To do me a pleasure, we visited, in the bitter cold, two religious sites, Kloster Eberbach and the Russian Orthodox Church in Darmstadt.



Kloster Eberbach is an old Cisterican monastery, founded in the 12th century and disbanded in 1805. It now doubles as a wine centre, including cellars with huge wooden vats where they shot parts of the Name of the Rose. Monasteries are always difficult to visit, as I am constantly trying to feel my way through beyond the tourist version of the story to what life really was like there, and the spirituality of the place. For a few fleeting seconds, looking across the cloister to the church entrance, I ‘got’ it.
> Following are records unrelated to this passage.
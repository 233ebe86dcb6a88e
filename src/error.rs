/// Error handling for the authentication core
///
/// `AuthError` is the single error type returned by login and refresh.
/// Every kind except `System` is a terminal, user-facing outcome; `System`
/// carries the name of the operation whose store or cache I/O failed.

use actix_web::{error::ResponseError, http::StatusCode, HttpResponse};

pub type BoxError = Box<dyn std::error::Error + Send + Sync + 'static>;

/// Authentication and token lifecycle errors
#[derive(Debug, thiserror::Error)]
pub enum AuthError {
    #[error("incorrect username or password")]
    InvalidCredentials,

    #[error("max login attempts reached")]
    MaxAttemptsReached,

    #[error("invalid refresh token")]
    InvalidRefreshToken,

    #[error("invalid token")]
    InvalidToken,

    #[error("access token is not close enough to expiry to be refreshed")]
    ConditionNotFulfilled,

    #[error("[{operation}] system error: {source}")]
    System {
        operation: &'static str,
        #[source]
        source: BoxError,
    },
}

impl AuthError {
    /// Wrap a store, cache or runtime failure with the operation that hit it.
    pub fn system(operation: &'static str, source: impl Into<BoxError>) -> Self {
        AuthError::System {
            operation,
            source: source.into(),
        }
    }

    pub fn timed_out(operation: &'static str) -> Self {
        Self::system(operation, "deadline exceeded")
    }

    /// Stable machine-readable code for clients.
    pub fn code(&self) -> &'static str {
        match self {
            AuthError::InvalidCredentials => "INVALID_CREDENTIALS",
            AuthError::MaxAttemptsReached => "MAX_ATTEMPTS_REACHED",
            AuthError::InvalidRefreshToken => "INVALID_REFRESH_TOKEN",
            AuthError::InvalidToken => "TOKEN_INVALID",
            AuthError::ConditionNotFulfilled => "CONDITION_NOT_FULFILLED",
            AuthError::System { .. } => "SYSTEM_ERROR",
        }
    }

    fn log_error(&self, request_id: &str) {
        match self {
            AuthError::System { operation, source } => {
                tracing::error!(
                    request_id = request_id,
                    operation = operation,
                    error = %source,
                    "System error"
                );
            }
            _ => {
                tracing::warn!(
                    request_id = request_id,
                    error = %self,
                    "Authentication rejected"
                );
            }
        }
    }
}

/// Error response structure for HTTP responses
#[derive(Debug, serde::Serialize)]
pub struct ErrorResponse {
    /// Unique error ID for tracking
    pub error_id: String,
    /// Human-readable error message
    pub message: String,
    /// Error code for client-side handling
    pub code: String,
    /// HTTP status code
    pub status: u16,
    /// Timestamp when error occurred
    pub timestamp: String,
}

impl ErrorResponse {
    pub fn new(error_id: String, message: String, code: String, status: u16) -> Self {
        Self {
            error_id,
            message,
            code,
            status,
            timestamp: chrono::Utc::now().to_rfc3339(),
        }
    }
}

impl ResponseError for AuthError {
    fn status_code(&self) -> StatusCode {
        match self {
            AuthError::InvalidCredentials => StatusCode::UNAUTHORIZED,
            AuthError::MaxAttemptsReached => StatusCode::TOO_MANY_REQUESTS,
            AuthError::InvalidRefreshToken | AuthError::InvalidToken => StatusCode::FORBIDDEN,
            AuthError::ConditionNotFulfilled => StatusCode::BAD_REQUEST,
            AuthError::System { .. } => StatusCode::INTERNAL_SERVER_ERROR,
        }
    }

    fn error_response(&self) -> HttpResponse {
        let request_id = uuid::Uuid::new_v4().to_string();
        self.log_error(&request_id);

        let status = self.status_code();
        // System errors never leak the failing operation or its cause.
        let message = match self {
            AuthError::System { .. } => "system error".to_string(),
            _ => self.to_string(),
        };

        HttpResponse::build(status).json(ErrorResponse::new(
            request_id,
            message,
            self.code().to_string(),
            status.as_u16(),
        ))
    }
}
The Russian church in Darmstadt, dedicated to St Maria Magdalena, is tiny: like similar churches in Wiesbaden and Weimar it marks a German-Russian aristocratic marriage, this time of Tsar Nicolas II to Alix of Hesse (Empress Alexandra Feoderovna). The church is small, but it was warm, clean and had a cared-for feeling. The mosaics above the altar are not bad, the icons on the iconostasis pure late 19th century ‘standard issue’, the other icons, apart from a passable modern Maria Magdalena, pretty frightful.

And we talked, and talked, and talked. Of business of which he knows a lot, of politics, where he has strong views, and religion, where his confirmation class Protestantism left him nothing serious to hold onto. He darkens church doors only with me and for funerals.I don't try to convert him, just to give adult, sensible answers from experience when I can.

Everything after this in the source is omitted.